However if LAs are raising the threshold to removing children and are only going to take in children where they know they can place "in house" that will clobber the IFAs but how awful for the child left to be abused or neglected,
In my view it's the govt that are the villian of the piece . There was an article in Saturday's Guardian "Take children into care more quickly" says Gove. The acting chief exec of BASW commented that bringing children into care is not cheap and to pretend that social workers can take on ever greater caseloads with ever diminishing resources is a miscalculation that Mr Gove must surely recognise." I think the govt are wanting hugely reduced budgets and better services...........how crazy is that.
Agree with what you are saying about why the IFAs are quicker off the mark, however, that doesn't change the fact that the LA's make no effort to compete. They should be working as hard. There is no reason why they can't be as quick off the mark- in Edinburgh they have a recruitment team whose job it is to solely recruit and train foster carers so it is not that they are too busy dealing with cases.

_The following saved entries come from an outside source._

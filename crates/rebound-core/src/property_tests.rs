//! Property-based tests for rebound-core
//!
//! These cover aggregate flattening, retry budgets and wait generation over
//! generated inputs.

#[cfg(test)]
mod tests {
    use std::collections::VecDeque;
    use std::time::Duration;

    use proptest::prelude::*;

    use crate::backoff::{ExponentialBackoff, Schedule, constant, exponential, linear};
    use crate::fault::Fault;

    #[derive(Debug, thiserror::Error)]
    #[error("leaf {0}")]
    struct Leaf(u32);

    /// Shape of an aggregate fault tree.
    #[derive(Debug, Clone)]
    enum Shape {
        Leaf(u32),
        Aggregate(Vec<Shape>),
    }

    impl Shape {
        fn build(&self) -> Fault {
            match self {
                Shape::Leaf(id) => Fault::new(Leaf(*id)),
                Shape::Aggregate(children) => Fault::aggregate(children.iter().map(Shape::build)),
            }
        }
    }

    /// Leaf ids in breadth-first order over nested aggregates.
    fn breadth_first_leaves(root: &[Shape]) -> Vec<u32> {
        let mut ids = Vec::new();
        let mut pending: VecDeque<&[Shape]> = VecDeque::from([root]);
        while let Some(children) = pending.pop_front() {
            for child in children {
                match child {
                    Shape::Leaf(id) => ids.push(*id),
                    Shape::Aggregate(nested) => pending.push_back(nested),
                }
            }
        }
        ids
    }

    // ===== Strategy Generators =====

    fn arb_shape() -> impl Strategy<Value = Shape> {
        let leaf = any::<u32>().prop_map(Shape::Leaf);
        leaf.prop_recursive(4, 32, 5, |inner| {
            prop::collection::vec(inner, 0..5).prop_map(Shape::Aggregate)
        })
    }

    fn arb_delays() -> impl Strategy<Value = Vec<Duration>> {
        prop::collection::vec((0u64..10_000).prop_map(Duration::from_millis), 0..16)
    }

    // ===== Fault Properties =====

    proptest! {
        /// Property: flatten yields leaves in breadth-first order
        /// Invariant: nested aggregates never appear in the result
        #[test]
        fn prop_flatten_is_breadth_first(branches in prop::collection::vec(arb_shape(), 0..6)) {
            let fault = Shape::Aggregate(branches.clone()).build();

            let flattened: Vec<u32> = fault
                .flatten()
                .iter()
                .map(|leaf| leaf.downcast_ref::<Leaf>().expect("only leaves are returned").0)
                .collect();

            prop_assert_eq!(flattened, breadth_first_leaves(&branches));
        }
    }

    // ===== Schedule Properties =====

    proptest! {
        /// Property: a bounded schedule allows exactly `budget` retries
        #[test]
        fn prop_budget_bounds_retries(budget in 0u32..1_000, retries_so_far in 0u32..2_000) {
            let immediate: Schedule<()> = Schedule::immediate(budget);
            let computed = Schedule::computed(budget, ());

            prop_assert_eq!(immediate.allows_retry(retries_so_far), retries_so_far < budget);
            prop_assert_eq!(computed.allows_retry(retries_so_far), retries_so_far < budget);
            prop_assert_eq!(immediate.permitted_retries(), Some(budget));
        }

        /// Property: unbounded schedules always allow another retry
        #[test]
        fn prop_forever_always_allows(retries_so_far in any::<u32>()) {
            prop_assert!(Schedule::<()>::forever().allows_retry(retries_so_far));
            prop_assert!(Schedule::computed_forever(()).allows_retry(retries_so_far));
        }

        /// Property: listed waits resolve by 1-based attempt, zero past the end
        #[test]
        fn prop_durations_resolve_by_attempt(delays in arb_delays(), extra in 1u32..10) {
            let schedule: Schedule<()> = Schedule::durations(delays.clone());
            let len = delays.len() as u32;

            prop_assert_eq!(schedule.permitted_retries(), Some(len));
            for (index, wait) in delays.iter().enumerate() {
                prop_assert_eq!(schedule.resolve(index as u32 + 1, |_| Duration::MAX), *wait);
            }
            prop_assert_eq!(schedule.resolve(len + extra, |_| Duration::MAX), Duration::ZERO);
            prop_assert!(!schedule.allows_retry(len));
        }
    }

    // ===== Backoff Properties =====

    proptest! {
        /// Property: exponential waits never exceed the configured maximum
        #[test]
        fn prop_exponential_capped(
            attempt in any::<u32>(),
            initial_ms in 0u64..5_000,
            max_ms in 0u64..120_000,
            multiplier in 1.0f64..10.0,
            jitter in 0.0f64..=1.0,
        ) {
            let max = Duration::from_millis(max_ms);
            let backoff = ExponentialBackoff::builder()
                .initial_delay(Duration::from_millis(initial_ms))
                .max_delay(max)
                .multiplier(multiplier)
                .jitter(jitter)
                .build();

            prop_assert!(backoff.delay(attempt) <= max);
        }

        /// Property: without jitter, waits never shrink from one attempt to the next
        #[test]
        fn prop_exponential_non_decreasing(
            attempt in 1u32..40,
            initial_ms in 1u64..1_000,
            multiplier in 1.1f64..4.0,
        ) {
            let backoff = ExponentialBackoff::builder()
                .initial_delay(Duration::from_millis(initial_ms))
                .max_delay(Duration::from_secs(600))
                .multiplier(multiplier)
                .jitter(0.0)
                .build();

            prop_assert!(backoff.delay(attempt) <= backoff.delay(attempt + 1));
        }

        /// Property: generators return exactly `retries` waits, zero first when fast
        #[test]
        fn prop_sequences_have_requested_length(
            retries in 0u32..64,
            initial_ms in 0u64..1_000,
            factor in 0.0f64..3.0,
            fast_first in any::<bool>(),
        ) {
            let initial = Duration::from_millis(initial_ms);
            let sequences = [
                constant(initial, retries, fast_first),
                linear(initial, retries, factor, fast_first),
                exponential(initial, retries, factor, fast_first),
            ];

            for waits in sequences {
                prop_assert_eq!(waits.len(), retries as usize);
                if fast_first && retries > 0 {
                    prop_assert_eq!(waits[0], Duration::ZERO);
                }
            }
        }
    }
}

gallivantsaregood, I totally agree with your observations. As I have stated in previous posts on this subject until LA's treat there own carers with a degree of integrity and recognise them as a vital ingredient in the process then this trend will continue.

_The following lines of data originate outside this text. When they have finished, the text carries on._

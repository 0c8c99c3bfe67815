//! Example: Wrapping an unreliable service in retry and fallback policies
//!
//! This example demonstrates:
//! 1. Retrying a transient fault with listed waits
//! 2. Retrying on a bad returned value with exponential backoff from settings
//! 3. Falling back to a cached value
//! 4. Cancelling an unbounded retry loop
//!
//! Run with:
//! ```bash
//! cargo run -p rebound --example unreliable_service --features trace
//! ```

use std::sync::Arc;
use std::sync::atomic::{AtomicU32, Ordering};
use std::time::{Duration, Instant};

use rebound::prelude::*;

#[derive(Debug, thiserror::Error)]
#[error("service unavailable (attempt {0})")]
struct Unavailable(u32);

/// A simulated service that fails the first few calls
struct UnreliableService {
    calls: Arc<AtomicU32>,
    fail_count: u32,
}

impl UnreliableService {
    fn new(fail_count: u32) -> Self {
        Self {
            calls: Arc::new(AtomicU32::new(0)),
            fail_count,
        }
    }

    async fn fetch(&self) -> Result<String, Fault> {
        let call = self.calls.fetch_add(1, Ordering::SeqCst) + 1;
        if call <= self.fail_count {
            println!("  Call {call}: FAILED");
            Err(Fault::new(Unavailable(call)))
        } else {
            println!("  Call {call}: SUCCESS");
            Ok("fresh data".to_string())
        }
    }

    /// HTTP-like status: 503 until the service warms up
    async fn status(&self) -> Result<u16, Fault> {
        let call = self.calls.fetch_add(1, Ordering::SeqCst) + 1;
        Ok(if call <= self.fail_count { 503 } else { 200 })
    }

    fn total_calls(&self) -> u32 {
        self.calls.load(Ordering::SeqCst)
    }
}

/// Example 1: Listed waits for a transient fault
async fn example_listed_waits() -> anyhow::Result<()> {
    println!("\n=== Example 1: Retry with Listed Waits ===\n");

    let policy = Policy::handle_fault::<Unavailable>().wait_and_retry_durations_with_async(
        [Duration::from_millis(50), Duration::from_millis(100), Duration::from_millis(200)],
        |fault, wait, attempt| println!("  retry {attempt} in {wait:?} after: {fault}"),
    );

    let service = UnreliableService::new(2);
    let start = Instant::now();
    let body = policy.execute(|| service.fetch()).await?;

    println!(
        "\nGot {body:?} after {} calls in {:?}",
        service.total_calls(),
        start.elapsed()
    );
    Ok(())
}

/// Example 2: Exponential backoff on a bad status, configured from JSON
async fn example_result_retry() -> anyhow::Result<()> {
    println!("\n=== Example 2: Retry on Returned Value ===\n");

    let settings = RetrySettings::from_json(
        r#"{ "max_retries": 4, "exponential": { "initial_delay_ms": 20, "jitter": 0.0 } }"#,
    )?;
    let policy = Policy::handle_result(|status: &u16| *status >= 500)
        .retry_from_settings_async(&settings)?;

    let service = UnreliableService::new(3);
    let status = policy.execute(|| service.status()).await?;

    println!("Final status {status} after {} calls", service.total_calls());
    Ok(())
}

/// Example 3: Cached value when the service stays down
async fn example_fallback() -> anyhow::Result<()> {
    println!("\n=== Example 3: Fallback ===\n");

    let policy = Policy::handle_fault::<Unavailable>()
        .returning::<String>()
        .fallback_async(
            |_outcome, _token| async { Ok("cached data".to_string()) },
            |outcome| println!("  falling back after: {:?}", outcome.fault()),
        );

    let service = UnreliableService::new(u32::MAX);
    let body = policy.execute(|| service.fetch()).await?;

    println!("Served {body:?}");
    Ok(())
}

/// Example 4: Cancelling a policy that would retry forever
async fn example_cancellation() -> anyhow::Result<()> {
    println!("\n=== Example 4: Cancellation ===\n");

    let policy = Policy::handle_all_faults()
        .wait_and_retry_until_succeeds_async(|_, _| Duration::from_millis(100));
    let token = CancellationToken::new();

    let canceller = token.clone();
    tokio::spawn(async move {
        tokio::time::sleep(Duration::from_millis(350)).await;
        canceller.cancel();
    });

    let service = UnreliableService::new(u32::MAX);
    let result = policy
        .execute_cancellable(|_token| service.fetch(), token)
        .await;

    match result {
        Err(ExecutionError::Cancelled) => {
            println!("Cancelled after {} calls", service.total_calls())
        }
        other => anyhow::bail!("expected cancellation, got {other:?}"),
    }
    Ok(())
}

#[tokio::main]
async fn main() -> anyhow::Result<()> {
    #[cfg(feature = "trace")]
    rebound::observability::init_subscriber();

    example_listed_waits().await?;
    example_result_retry().await?;
    example_fallback().await?;
    example_cancellation().await?;

    println!("\n=== All examples completed ===");
    Ok(())
}
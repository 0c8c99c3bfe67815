//! Retry schedules and backoff computations.
//!
//! This module provides the [`Schedule`] that fixes a policy's retry budget
//! and wait resolution, an [`ExponentialBackoff`] wait provider with jitter,
//! and generators for precomputed wait sequences.
//!
//! # Key Types
//!
//! - [`Schedule`] - Retry budget plus one of the mutually exclusive wait strategies
//! - [`ExponentialBackoff`] - Exponential waits with jitter, capped at a maximum
//!
//! # Examples
//!
//! ```rust
//! use rebound_core::backoff::{exponential, ExponentialBackoff, Schedule};
//! use std::time::Duration;
//!
//! // A fixed list of waits
//! let listed: Schedule<()> = Schedule::durations(exponential(Duration::from_millis(50), 4, 2.0, true));
//! assert_eq!(listed.permitted_retries(), Some(4));
//!
//! // Waits computed per attempt
//! let backoff = ExponentialBackoff::builder().jitter(0.0).build();
//! let computed = Schedule::computed(5, backoff);
//! assert_eq!(computed.resolve(2, |b| b.delay(2)), Duration::from_millis(200));
//! ```

mod exponential;
mod schedule;
mod sequence;

pub use exponential::{ExponentialBackoff, ExponentialBackoffBuilder};
pub use schedule::Schedule;
pub use sequence::{constant, exponential, linear};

I am sick and tired of hearing about budgets. It is quiet simple, put the budgets and resources where they should go and recruit and retain a good level of LA F carer that has support and training and guess what ? You will have no need for any outside agency because it will all be kept in house and probably save money as well
Budgets are an easy opt out particularly when you keep financing the continual merry go round of IFA's, ( how can you keep telling LA carer's that there is no budget for this or for that yet in the same breath pay extortionate rates and provide more support and training for an IFA carer, no wonder LA carer's feel isolated and 2nd class !!)

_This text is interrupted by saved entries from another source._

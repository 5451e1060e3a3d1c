//! Domain model (room entity, modifiers, errors).

pub mod errors;
pub mod modifier;
pub mod room;
pub mod unit;

pub use errors::{HotelError, HotelResult};
pub use modifier::Modifier;
pub use room::{Room, RoomNo};
pub use unit::RoomUnit;
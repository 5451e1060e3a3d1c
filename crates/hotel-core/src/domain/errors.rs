use thiserror::Error;

use super::RoomNo;

/// Soft failures of hotel operations.
///
/// None of these leave the hotel in a changed state: the operation that
/// returned the error did nothing.
#[derive(Debug, Clone, PartialEq, Error)]
pub enum HotelError {
    /// Room numbers must be greater than zero.
    #[error("invalid room number {0}: must be greater than zero")]
    InvalidRoomNumber(RoomNo),

    /// Prices must be finite and greater than zero.
    #[error("invalid price {0}: must be a positive number")]
    InvalidPrice(f64),

    #[error("room {0} not found")]
    RoomNotFound(RoomNo),

    /// Unbooking a room that is currently available.
    #[error("room {0} is not booked")]
    NotBooked(RoomNo),
}

pub type HotelResult<T> = Result<T, HotelError>;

Improve the "business model" of children's services and run it for the children who need it in an efficient and professional manner and not as a continual "kneejerk reaction"
SM I honestly think you are being unfair to state that all LAs "make no effort to compete" with the IFAs. You say they (presumably LA sws) should be working as hard, and that there is no reason why they can't be as quick off the mark. I am aware you had a bad experience with Edinburgh but you don't have any evidence for what you are saying.
I am getting rather weary of trying to explain the difference between IFA sws and LA ones. Most LAs have recruitment and training teams but there is no point in them putting on training courses, knowing that they cannot afford new carers. This is NOT their fault. Sws have to "toe the line" with middle managers, and middle managers with senior managers, and senior managers with the director. The main thrust has always been to bring the budget in to its target, but now since the coalition, LAs are having to make massive savings, and sw vacancies (of which there are many) are now "frozen" as the budget constraints mean they cannot recruit to these vacant posts. As I thik I said earlier, things have become so drastic for LAs that they are having to raise the threshold for removal of a child because they canot afford to place them with fcs. How dreadful is that and I lay the blame fairly and squarely at the feet of Cameron and Osborne who are driving a coach and horses through all public services, not just Social Services. None of these matters are problems for the IFAs. as their budgets are very healthy because of the vast amounts paid to them by LAs.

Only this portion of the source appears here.